SCARED STIFF an excellent family comedy!

10/10
Author: gerry-88 from Burton On Trent. England
22 May 2006

I know its now the 22nd of May 2006, but this film sticks in my memory. I first saw the great Comedy team Dean & Jerry way back in 1953 and this was the film I watched one rainy afternoon in a town called Walsall in Staffordshire, England. I was playing truant from school actually. But I remember laughing so much at Jerry Lewis that I was almost weeping. The film is a re-make of the Bob Hope vehicle The Ghost Breakers (1940) and even uses the same sets. The antics of the two are brilliant, and the business they work together is truly UNIQUE. I think that Jerry and Dean were the funniest of the teams of that era.
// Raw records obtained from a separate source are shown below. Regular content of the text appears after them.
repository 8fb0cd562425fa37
//! Storage module for encrypted blobs
//!
//! Keeps uploads in a private, non-web-accessible directory with owner-only
//! permissions and a staging area for chunked processing.

mod private_dir;

pub use private_dir::{
    exists, generate_stored_name, move_file, read_range, relocate_blobs, remove_if_exists,
    resolve_within, truncate_to, PrivateStorage, RelocationReport, StagedFile, StagedKind,
    STAGING_DIR,
};
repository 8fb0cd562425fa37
pub mod constants;
pub mod templates;
pub mod test_helpers;
pub mod types;
pub mod validation;
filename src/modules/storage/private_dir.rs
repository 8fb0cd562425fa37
//! Private on-disk storage for encrypted blobs.
//!
//! Layout under the configured upload directory:
//! - `<stored>.php`: encrypted blobs (mode 0600)
//! - `.staging/<stored>.src`: plaintext awaiting chunked encryption
//! - `.staging/<stored>.part`: partially written chunked blob
//! - `.htaccess` / `index.php`: deny-all guards for misconfigured web servers

use std::path::{Component, Path, PathBuf};
use chrono::{DateTime, Utc};
use rand::rngs::OsRng;
use rand::RngCore;
use tokio::fs;
use tokio::io::{AsyncReadExt, AsyncSeekExt, AsyncWriteExt};
use tracing::{debug, warn};

use crate::core::error::{AppError, Result};

pub const STAGING_DIR: &str = ".staging";
const HTACCESS: &str = "Order deny,allow\nDeny from all\n";
const INDEX_GUARD: &str = "<?php\n// Silence is golden.\n";

/// Generate a unique, opaque stored filename: 32 hex chars, `_`, unix timestamp, `.php`.
pub fn generate_stored_name() -> String {
    let mut bytes = [0u8; 16];
    OsRng.fill_bytes(&mut bytes);
    format!("{}_{}.php", hex::encode(bytes), Utc::now().timestamp())
}

#[derive(Debug, Clone)]
pub struct PrivateStorage {
    root: PathBuf,
}

impl PrivateStorage {
    pub fn new(root: impl Into<PathBuf>) -> Self {
        Self { root: root.into() }
    }

    pub fn root(&self) -> &Path {
        &self.root
    }

    pub fn blob_path(&self, stored_name: &str) -> PathBuf {
        self.root.join(stored_name)
    }

    pub fn staging_dir(&self) -> PathBuf {
        self.root.join(STAGING_DIR)
    }

    pub fn staged_source_path(&self, stored_name: &str) -> PathBuf {
        self.staging_dir().join(format!("{stored_name}.src"))
    }

    pub fn partial_blob_path(&self, stored_name: &str) -> PathBuf {
        self.staging_dir().join(format!("{stored_name}.part"))
    }

    /// Create the directory tree (0700) and the deny-all guard files if missing.
    pub async fn ensure(&self) -> Result<()> {
        for dir in [self.root.clone(), self.staging_dir()] {
            fs::create_dir_all(&dir).await?;
            set_mode(&dir, 0o700).await?;
        }

        for (name, body) in [(".htaccess", HTACCESS), ("index.php", INDEX_GUARD)] {
            let path = self.root.join(name);
            if fs::metadata(&path).await.is_err() {
                fs::write(&path, body).await?;
                debug!("Created guard file {}", path.display());
            }
        }
        Ok(())
    }

    /// Write a complete blob with owner-only permissions.
    pub async fn write_private(&self, path: &Path, bytes: &[u8]) -> Result<()> {
        let mut file = open_private(path, false).await?;
        file.write_all(bytes).await?;
        file.flush().await?;
        Ok(())
    }

    /// Append bytes to a private file, creating it (0600) if needed.
    pub async fn append_private(&self, path: &Path, bytes: &[u8]) -> Result<()> {
        let mut file = open_private(path, true).await?;
        file.write_all(bytes).await?;
        file.flush().await?;
        Ok(())
    }

    /// Move a file into the staging area and restrict its permissions.
    pub async fn stage(&self, source: &Path, stored_name: &str) -> Result<PathBuf> {
        let target = self.staged_source_path(stored_name);
        move_file(source, &target).await?;
        set_mode(&target, 0o600).await?;
        Ok(target)
    }

    /// List the files in the staging area with the upload each belongs to.
    ///
    /// Names that are neither `.src` nor `.part` are skipped.
    pub async fn staged_files(&self) -> Result<Vec<StagedFile>> {
        let dir = self.staging_dir();
        let mut entries = match fs::read_dir(&dir).await {
            Ok(entries) => entries,
            Err(e) if e.kind() == std::io::ErrorKind::NotFound => return Ok(Vec::new()),
            Err(e) => return Err(e.into()),
        };

        let mut staged = Vec::new();
        while let Some(entry) = entries.next_entry().await? {
            let meta = entry.metadata().await?;
            if !meta.is_file() {
                continue;
            }
            let name = entry.file_name().to_string_lossy().into_owned();
            let Some((stored_name, kind)) = StagedKind::split(&name) else {
                continue;
            };
            staged.push(StagedFile {
                path: entry.path(),
                stored_name: stored_name.to_string(),
                kind,
                modified: meta
                    .modified()
                    .map(DateTime::<Utc>::from)
                    .unwrap_or_else(|_| Utc::now()),
            });
        }
        Ok(staged)
    }
}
I suppose that's why they were the highest paid duo in the world! Jerry wrote a lot of the visual gags, the scene where he is stuck in the trunk, and comes out doubled over, and the scenes in the Haunted castle with Jack Lambert as THE ZOMBIE likewise brilliant. Dean was a great foil for Jerry and Jerry was a great stooge for Dean. As I write Dean has gone, but Jerry is still with us at 80 years of age. Superb Film, superb and clean comedy. I recommend SCARED STIFF to you all.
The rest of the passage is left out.